As per the amended law, the 20% exemption does not apply in case the 50% exemption is also available.

These provisions apply for individuals whose employment commenced on or after 1 January 2015.

B. Capital Gains Tax Law

The Capital Gains Tax (CGT) Law has been amended to bring within its ambit the indirect sale of property. Currently, CGT is levied only with respect to capital nature gains derived from the disposal of immovable property situated in Cyprus as well as from the disposal of shares of companies which own immovable property in Cyprus (unless the shares are listed on a recognized stock exchange or the sale is made in the course of a qualifying company reorganization). The main changes in the law are as follows:

• CGT is now imposed on the sale of shares which directly or indirectly participate in other companies which hold immovable property in Cyprus provided that at least 50% of the market value of the shares sold is derived from property situated in Cyprus.

• Any trading nature profits derived from the sale of shares of companies which directly or indirectly own immovable property in Cyprus will be subject to CGT in case such profit is exempt under Income Tax Law.

• In the case of disposal of shares which directly or indirectly hold property in Cyprus, the disposal proceeds subject to CGT are restricted to the market value of the immovable property held directly or indirectly by the company which its shares are sold.

• In the case of disposal of property between related parties, the disposal proceeds subject to CGT are determined by reference to the market value of the property sold at the date of disposal.
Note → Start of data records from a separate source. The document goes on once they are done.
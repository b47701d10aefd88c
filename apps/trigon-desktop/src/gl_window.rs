use anyhow::{Context as _, Result, anyhow};
use glutin::config::{Config, ConfigTemplateBuilder, GlConfig};
use glutin::context::{
    ContextApi, ContextAttributesBuilder, GlProfile, NotCurrentGlContext, PossiblyCurrentContext,
    Version,
};
use glutin::display::{GetGlDisplay, GlDisplay};
use glutin::surface::{GlSurface, Surface, SwapInterval, WindowSurface};
use glutin_winit::{DisplayBuilder, GlWindow as _};
use std::num::NonZeroU32;
use trigon_render::GlowContext;
use winit::event_loop::ActiveEventLoop;
use winit::raw_window_handle::HasWindowHandle;
use winit::window::{Window, WindowAttributes};

/// A window with a current OpenGL 3.3 core context bound to it.
pub struct GlWindow {
    // Field order matters for drop: the context goes before the window.
    context: PossiblyCurrentContext,
    surface: Surface<WindowSurface>,
    /// The winit window the surface presents to.
    pub window: Window,
}

fn pick_config(configs: Box<dyn Iterator<Item = Config> + '_>) -> Config {
    configs
        .max_by_key(|config| (config.depth_size(), config.num_samples()))
        // DisplayBuilder reports an error before calling the picker with no configs.
        .expect("display offered at least one GL config")
}

impl GlWindow {
    pub fn create(
        event_loop: &ActiveEventLoop,
        attributes: WindowAttributes,
        vsync: bool,
    ) -> Result<(Self, GlowContext)> {
        let template = ConfigTemplateBuilder::new()
            .with_depth_size(24)
            .with_single_buffering(false);
        let (window, config) = DisplayBuilder::new()
            .with_window_attributes(Some(attributes.clone()))
            .build(event_loop, template, pick_config)
            .map_err(|err| anyhow!("failed to choose a GL config: {err}"))?;

        let raw_handle = window
            .as_ref()
            .and_then(|window| window.window_handle().ok())
            .map(|handle| handle.as_raw());
        let display = config.display();
        let context_attributes = ContextAttributesBuilder::new()
            .with_profile(GlProfile::Core)
            .with_context_api(ContextApi::OpenGl(Some(Version::new(3, 3))))
            .build(raw_handle);
        let not_current = unsafe { display.create_context(&config, &context_attributes) }
            .context("failed to create an OpenGL 3.3 core context")?;

        let window = match window {
            Some(window) => window,
            None => glutin_winit::finalize_window(event_loop, attributes, &config)
                .context("failed to create window")?,
        };
        let surface_attributes = window
            .build_surface_attributes(Default::default())
            .context("window has no usable native handle")?;
        let surface = unsafe { display.create_window_surface(&config, &surface_attributes) }
            .context("failed to create window surface")?;
        let context = not_current
            .make_current(&surface)
            .context("failed to make GL context current")?;

        let interval = if vsync {
            SwapInterval::Wait(NonZeroU32::MIN)
        } else {
            SwapInterval::DontWait
        };
        if let Err(err) = surface.set_swap_interval(&context, interval) {
            tracing::warn!(vsync, "could not set swap interval: {err}");
        }

        let gl = unsafe { GlowContext::from_loader(|symbol| display.get_proc_address(symbol)) };
        tracing::info!(
            depth_bits = config.depth_size(),
            samples = config.num_samples(),
            "created GL window"
        );

        Ok((
            Self {
                context,
                surface,
                window,
            },
            gl,
        ))
    }

    /// Resizes the default framebuffer. Zero sizes (minimized) are ignored.
    pub fn resize(&self, width: u32, height: u32) {
        if let (Some(width), Some(height)) = (NonZeroU32::new(width), NonZeroU32::new(height)) {
            self.surface.resize(&self.context, width, height);
        }
    }

    pub fn swap_buffers(&self) -> Result<()> {
        self.surface
            .swap_buffers(&self.context)
            .context("failed to present frame")
    }
}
The above provisions will be effective as from 17th December 2015.

PEK LTD
December 2015

This newsletter has been prepared as a general guide and for information purposes only. It is not a substitution for professional advice. One must not rely on it without receiving independent advice based on the particular facts of his/her own case. No responsibility can be accepted by our firm or our staff for any loss caused by acting or refraining from acting on the basis of this newsletter.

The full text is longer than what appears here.